OctFormer: Octree-based Transformers for 3D Point Clouds

This repository contains the implementation of OctFormer. The code is released under the MIT license. The code has been awarded the Replicability Stamp by the Graphics Replicability Stamp Initiative.

OctFormer: Octree-based Transformers for 3D Point Clouds
Peng-Shuai Wang
ACM Transactions on Graphics (SIGGRAPH), 42(4), 2023

OctFormer: Octree-based Transformers for 3D Point Clouds

1. Installation

The code has been tested on Ubuntu 20.04 with 4 Nvidia 3090 GPUs (24GB memory).

Install Conda and create a Conda environment.

conda create --name octformer python=3.8
conda activate octformer

Install PyTorch-1.12.1 with conda according to the official documentation.

conda install pytorch==1.12.1 torchvision torchaudio cudatoolkit=11.3 -c pytorch

Clone this repository and install the requirements.

git clone https://github.com/octree-nn/octformer.git
cd  octformer
pip install -r requirements.txt

Install the library for octree-based depthwise convolution.

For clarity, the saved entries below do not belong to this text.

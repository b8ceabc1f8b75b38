use typeport_core::Identity;

#[derive(Debug, Clone, Copy, PartialEq, Eq, PartialOrd, Ord, Hash)]
pub enum DiagnosticKind {
    // Output is complete but differs from what was declared
    IncompleteEnumLabels,
    IgnoredEmbedding,
    EmptyUnion,

    // Informational
    FlattenedEmbedding,
    UnusedGeneric,
    ExternalPassthrough,
}

impl DiagnosticKind {
    pub fn default_severity(&self) -> Severity {
        match self {
            Self::IncompleteEnumLabels | Self::IgnoredEmbedding | Self::EmptyUnion => {
                Severity::Warning
            }
            Self::FlattenedEmbedding | Self::UnusedGeneric | Self::ExternalPassthrough => {
                Severity::Note
            }
        }
    }

    /// Template used when no detail is provided. `{}` is the identity.
    pub fn fallback_message(&self) -> &'static str {
        match self {
            Self::IncompleteEnumLabels => "enum `{}` has members without a label",
            Self::IgnoredEmbedding => "embedded field in `{}` does not name a struct",
            Self::EmptyUnion => "union `{}` has no members",
            Self::FlattenedEmbedding => "embedded struct fields flattened into `{}`",
            Self::UnusedGeneric => "generic `{}` is never instantiated",
            Self::ExternalPassthrough => "`{}` is not declared, passed through as external",
        }
    }

    /// Render the final message.
    ///
    /// - `None` → `fallback_message()` with the identity filled in
    /// - `Some(detail)` → the same, followed by `: detail`
    pub fn message(&self, identity: &Identity, detail: Option<&str>) -> String {
        let base = self.fallback_message().replace("{}", &identity.to_string());
        match detail {
            None => base,
            Some(detail) => format!("{base}: {detail}"),
        }
    }
}

#[derive(Debug, Clone, Copy, PartialEq, Eq, Default)]
pub enum Severity {
    #[default]
    Warning,
    Note,
}

impl std::fmt::Display for Severity {
    fn fmt(&self, f: &mut std::fmt::Formatter<'_>) -> std::fmt::Result {
        match self {
            Severity::Warning => write!(f, "warning"),
            Severity::Note => write!(f, "note"),
        }
    }
}

#[derive(Debug, Clone, PartialEq, Eq)]
pub struct DiagnosticMessage {
    pub(crate) kind: DiagnosticKind,
    pub(crate) identity: Identity,
    pub(crate) message: String,
}

impl DiagnosticMessage {
    pub(crate) fn with_default_message(kind: DiagnosticKind, identity: Identity) -> Self {
        let message = kind.message(&identity, None);
        Self {
            kind,
            identity,
            message,
        }
    }

    pub fn kind(&self) -> DiagnosticKind {
        self.kind
    }

    pub fn identity(&self) -> &Identity {
        &self.identity
    }

    pub fn message(&self) -> &str {
        &self.message
    }

    pub fn severity(&self) -> Severity {
        self.kind.default_severity()
    }

    pub fn is_warning(&self) -> bool {
        self.severity() == Severity::Warning
    }
}

impl std::fmt::Display for DiagnosticMessage {
    fn fmt(&self, f: &mut std::fmt::Formatter<'_>) -> std::fmt::Result {
        write!(f, "{}: {}", self.severity(), self.message)
    }
}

git clone https://github.com/octree-nn/dwconv.git
pip install ./dwconv

To run the detection experiments, mmdetection3d is required. And the code is tested with mmdet3d==1.0.0rc5. Run the following commands to install it. For detailed instructions, please refer to the official documentation. Make sure the results of FCAF3D can be reproduced before running the experiments.
```
pip install openmim==0.3.3
mim install mmcv-full==1.6.2
mim install mmdet==2.26.0
mim install mmsegmentation==0.29.1
git clone https://github.com/open-mmlab/mmdetection3d.git
cd mmdetection3d
git checkout v1.0.0rc5
pip install -e .
```

2. ScanNet Segmentation

Data: Download the data from the ScanNet benchmark. Unzip the data and place it to the folder <scannet_folder>. Run the following command to prepare the dataset.
```
python tools/seg_scannet.py --run process_scannet --path_in <scannet_folder>
```
Train: Run the following command to train the network with 4 GPUs and port 10001. The mIoU on the validation set without voting is 74.8. The training takes less than 16h on 4 Nvidia 3090 GPUs. And the training log and weights can be downloaded here.
```
python scripts/run_seg_scannet.py --gpu 0,1,2,3 --alias scannet --port 10001
```
Evaluate: Run the following command to get the per-point predictions for the validation dataset with a voting strategy. And after voting, the mIoU is 76.3 on the validation dataset.
```
python scripts/run_seg_scannet.py --gpu 0 --alias scannet --run validate
```

3. ScanNet200 Segmentation

Data: Download the data from the ScanNet benchmark. Unzip the data and place it to the folder <scannet_folder>. Run the following command to prepare the dataset.
```
python tools/seg_scannet.py --run process_scannet --path_in <scannet_folder>  \
       --path_out data/scanet200.npz  --align_axis  --scannet200
```
Train: Run the following command to train the network with 4 GPUs. The mIoU on the validation set without voting is 31.7, the training log and weights can be downloaded here. With OctFormer-Large, the mIoU increases to 32.2.
```
python scripts/run_seg_scannet200.py --gpu 0,1,2,3 --alias scannet200
```
Evaluate: Run the following command to get the per-point predictions for the validation dataset with a voting strategy. And after voting, the mIoU is 32.6 on the validation dataset.
```
python scripts/run_seg_scannet200.py --gpu 0 --alias scannet200 --run validate
```

4. SUN RGB-D Detection

Data: Prepare the data according to the official documentation of mmdetection3d. Denote the path to the data as <sunrgbd_folder>. Run the following command to build a symbolic link to the data.
```
ln -s <sunrgbd_folder> data/sunrgbd
```

Training: Run the following command to train the network with 4 GPUs. The maximum mAP@0.25 and mAP@05 on the validation set are 66.6 and 50.6, respectively. The training log and weights can be downloaded here.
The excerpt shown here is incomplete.